Bref, je n’étais pas à la Kenya lors des affrontements. Le jour d’avant, nous avons cependant couvert la cérémonie d’ouverture de l’Union nationale des fédéralistes du Congo (l’Unafec) et le discours de son leader Gabriel Kyungu wa Kumwanza. Kyungu est reconnu pour ses propos racistes et selon Douglas, il aurait évité certains commentaires haineux lors de son discours seulement à cause de ma présence. En effet, à part deux observateurs blancs passés le temps de prendre trois photos-cellulaire, j’étais le seul étranger sur place. « Tu es un singe parmis nous » me lance quelqu’un dans la foule.

Avec notre caméra visiblement meilleure que toutes celles des journalistes locaux, nous nous sommes attiré bien de l’attention. Bien que totalement dans le légal et blindés de contacts, nous avons dû justifier notre présence à maintes reprises.

Les élections congolaises sont un véritable cirque. Je vous rappelle que 644 candidats luttent pour une des 13 places disponibles pour la circonscription de Lubumbashi. C’est totalement absurde. Quelques jours de campagne électorale ont suffit pour métamorphoser le paysage urbain de la RDC. Les portraits des innombrables candidats tapissent les carrosseries d’automobiles et les murs des commerces. Des bruyantes parades de supporters déambulent les rues, des masses de chandails et casquettes à l’effigie des candidats sont distribuées.

En pleine couverture de la campagne électorale en compagnie du cinéastre Douglas.

Je fais de mon mieux pour couvrir la campagne, toujours accompagné de Douglas et Gulda, deux artistes vidéastes locaux. Douglas fait de la vidéo, du théâtre et du dessin animé. Gulda est photographe, acteur et réalisateur. Il est bien connu pour le film Le Boxeur aux Gants Rouges. Être un artiste en RDC signifie porter plusieurs chapeaux. Comme les opportunités sont rares, il fait être autodidacte et polyvalent.

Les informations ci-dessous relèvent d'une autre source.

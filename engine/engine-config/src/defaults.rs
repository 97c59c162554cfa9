//! Default configuration values loaded from config.defaults.toml.
//!
//! The defaults file is embedded at compile time and parsed on first use.

use once_cell::sync::Lazy;
use serde::Deserialize;

/// The embedded defaults TOML file (loaded at compile time)
const DEFAULTS_TOML: &str = include_str!("../../../config.defaults.toml");

/// Parsed defaults structure (parsed once at first use)
static DEFAULTS: Lazy<DefaultsConfig> = Lazy::new(|| {
    toml::from_str(DEFAULTS_TOML).expect("config.defaults.toml should be valid TOML")
});

// ============================================================================
// Internal structs for parsing config.defaults.toml
// ============================================================================

#[derive(Debug, Deserialize)]
struct DefaultsConfig {
    common: CommonDefaults,
    board: BoardDefaults,
    mcts: MctsDefaults,
    arena: ArenaDefaults,
}

#[derive(Debug, Deserialize)]
struct CommonDefaults {
    log_level: String,
}

#[derive(Debug, Deserialize)]
struct BoardDefaults {
    width: usize,
    height: usize,
}

#[derive(Debug, Deserialize)]
struct MctsDefaults {
    num_simulations: u32,
    exploration: f64,
    decision_exploration: f64,
}

#[derive(Debug, Deserialize)]
struct ArenaDefaults {
    games: u32,
    black: String,
    white: String,
}

// ============================================================================
// Public accessor functions
// ============================================================================

// Common
pub fn log_level() -> &'static str {
    &DEFAULTS.common.log_level
}

// Board
pub fn board_width() -> usize {
    DEFAULTS.board.width
}
pub fn board_height() -> usize {
    DEFAULTS.board.height
}

// MCTS
pub fn num_simulations() -> u32 {
    DEFAULTS.mcts.num_simulations
}
pub fn exploration() -> f64 {
    DEFAULTS.mcts.exploration
}
pub fn decision_exploration() -> f64 {
    DEFAULTS.mcts.decision_exploration
}

// Arena
pub fn games() -> u32 {
    DEFAULTS.arena.games
}
pub fn black_agent() -> &'static str {
    &DEFAULTS.arena.black
}
pub fn white_agent() -> &'static str {
    &DEFAULTS.arena.white
}
//! Random playouts used to score freshly reached tree nodes.
//!
//! A playout plays uniformly random legal placements, recomputing the legal
//! set after every ply, until the side to move has nothing left to play. In
//! NoGo that side has lost.

use engine_core::{Position, Side};
use rand::seq::SliceRandom;
use rand_chacha::ChaCha20Rng;

/// Outcome of one random playout.
#[derive(Debug, Clone, Copy, PartialEq, Eq)]
pub struct PlayoutResult {
    /// Side left without a legal placement (the loser).
    pub stuck: Side,

    /// Number of placements played before the game ended.
    pub plies: u32,
}

impl PlayoutResult {
    /// Binary reward for the searching side: 1 when the opponent ran out of
    /// moves, 0 when the searching side did.
    #[inline]
    pub fn reward_for(&self, searching: Side) -> u32 {
        u32::from(self.stuck != searching)
    }
}

/// Play random legal placements on `position` until the side to move is stuck.
///
/// The position is consumed in place; callers pass a scratch copy.
pub fn random_playout<P: Position>(position: &mut P, rng: &mut ChaCha20Rng) -> PlayoutResult {
    let mut plies = 0;

    while let Some(place) = position.legal_moves().choose(rng).copied() {
        // Legal by construction
        let outcome = position.apply(place);
        debug_assert!(outcome.is_legal());
        plies += 1;
    }

    PlayoutResult {
        stuck: position.side_to_move(),
        plies,
    }
}
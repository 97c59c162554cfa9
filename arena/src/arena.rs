//! Match runner seating a black and a white agent on a NoGo board.

use std::time::Instant;

use anyhow::{anyhow, Context, Result};
use engine_core::{Action, Position, Side};
use games_nogo::Board;
use tracing::{debug, info, warn};

use crate::agent::Agent;
use crate::stats::{ArenaStats, GameRecord};

/// Plays games between two agents and tallies the results.
pub struct Arena {
    width: usize,
    height: usize,
    black: Box<dyn Agent>,
    white: Box<dyn Agent>,
    stats: ArenaStats,
}

impl Arena {
    /// Seat two agents. Each agent's role must match its seat, and the board
    /// size must be valid.
    pub fn new(
        width: usize,
        height: usize,
        black: Box<dyn Agent>,
        white: Box<dyn Agent>,
    ) -> Result<Self> {
        Board::with_size(width, height)?;

        for (seat, agent) in [(Side::Black, &black), (Side::White, &white)] {
            if agent.role() != seat {
                return Err(anyhow!(
                    "agent '{}' plays {} but was seated as {}",
                    agent.name(),
                    agent.role(),
                    seat
                ));
            }
        }

        Ok(Self {
            width,
            height,
            black,
            white,
            stats: ArenaStats::new(),
        })
    }

    pub fn stats(&self) -> &ArenaStats {
        &self.stats
    }

    /// Play `games` games, logging each result.
    pub fn run(&mut self, games: u32) -> Result<&ArenaStats> {
        info!(
            games,
            width = self.width,
            height = self.height,
            black = self.black.name(),
            white = self.white.name(),
            "Starting arena"
        );

        for index in 0..games {
            let record = self
                .play_game()
                .with_context(|| format!("game {} failed", index + 1))?;

            info!(
                game = index + 1,
                winner = %record.winner,
                plies = record.plies,
                forfeit = record.forfeit,
                "Game finished"
            );
        }

        Ok(&self.stats)
    }

    /// Play one game until the side to move is stuck or forfeits.
    pub fn play_game(&mut self) -> Result<GameRecord> {
        let mut board = Board::with_size(self.width, self.height)?;
        let mut plies = 0;

        self.black.open_episode("black");
        self.white.open_episode("white");

        let record = loop {
            let side = board.side_to_move();
            let agent = match side {
                Side::Black => &mut self.black,
                Side::White => &mut self.white,
            };

            let start = Instant::now();
            let action = agent.take_action(&board)?;
            self.stats.record_decision(start.elapsed());

            let place = match action {
                Action::Place(place) => place,
                Action::NoMove => {
                    // Giving up with moves left still loses, but is noted
                    let forfeit = board.has_legal_move();
                    if forfeit {
                        warn!(agent = agent.name(), %side, plies, "Agent passed with legal moves left");
                    }
                    break GameRecord {
                        winner: side.opponent(),
                        plies,
                        forfeit,
                    };
                }
            };

            if !board.apply(place).is_legal() {
                warn!(agent = agent.name(), %side, %place, plies, "Illegal action, forfeiting");
                break GameRecord {
                    winner: side.opponent(),
                    plies,
                    forfeit: true,
                };
            }

            plies += 1;
            debug!(%place, plies, "Placement applied");
        };

        debug!("Final position:\n{}", board);

        self.black.close_episode("black");
        self.white.close_episode("white");
        self.stats.record_game(&record);

        Ok(record)
    }
}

Enfin, le but de cet article est de vous présenter un documentaire audio réalisé avant la période électorale. Il fut diffusé par CKUT et utilisé par JHR pour leur émission spéciale sur le Congo.

En deux mois, je n’ai pas beaucoup parlé de mes recherches sur le domaine minier. J’avance tranquillement, mais c’est un sujet tellement chaud que personne ne désire réellement contribuer, personne ne veut parler devant la caméra, aucune compagnie désire voir un blanc débarquer dans « leur » carrière avec une caméra. Je couvre les élections pour rester journalistiquement actif en attendant des papiers venant d’autorités unanimement chiantes. J’aime me dire, comme dans la fable du renard et du raisin, que c’est peut-être la meilleure chose qui pouvait arriver; les images que nous prenons ces jours-ci sont un rare témoignage d’une jeune démocratie en apprentissage du processus électoral.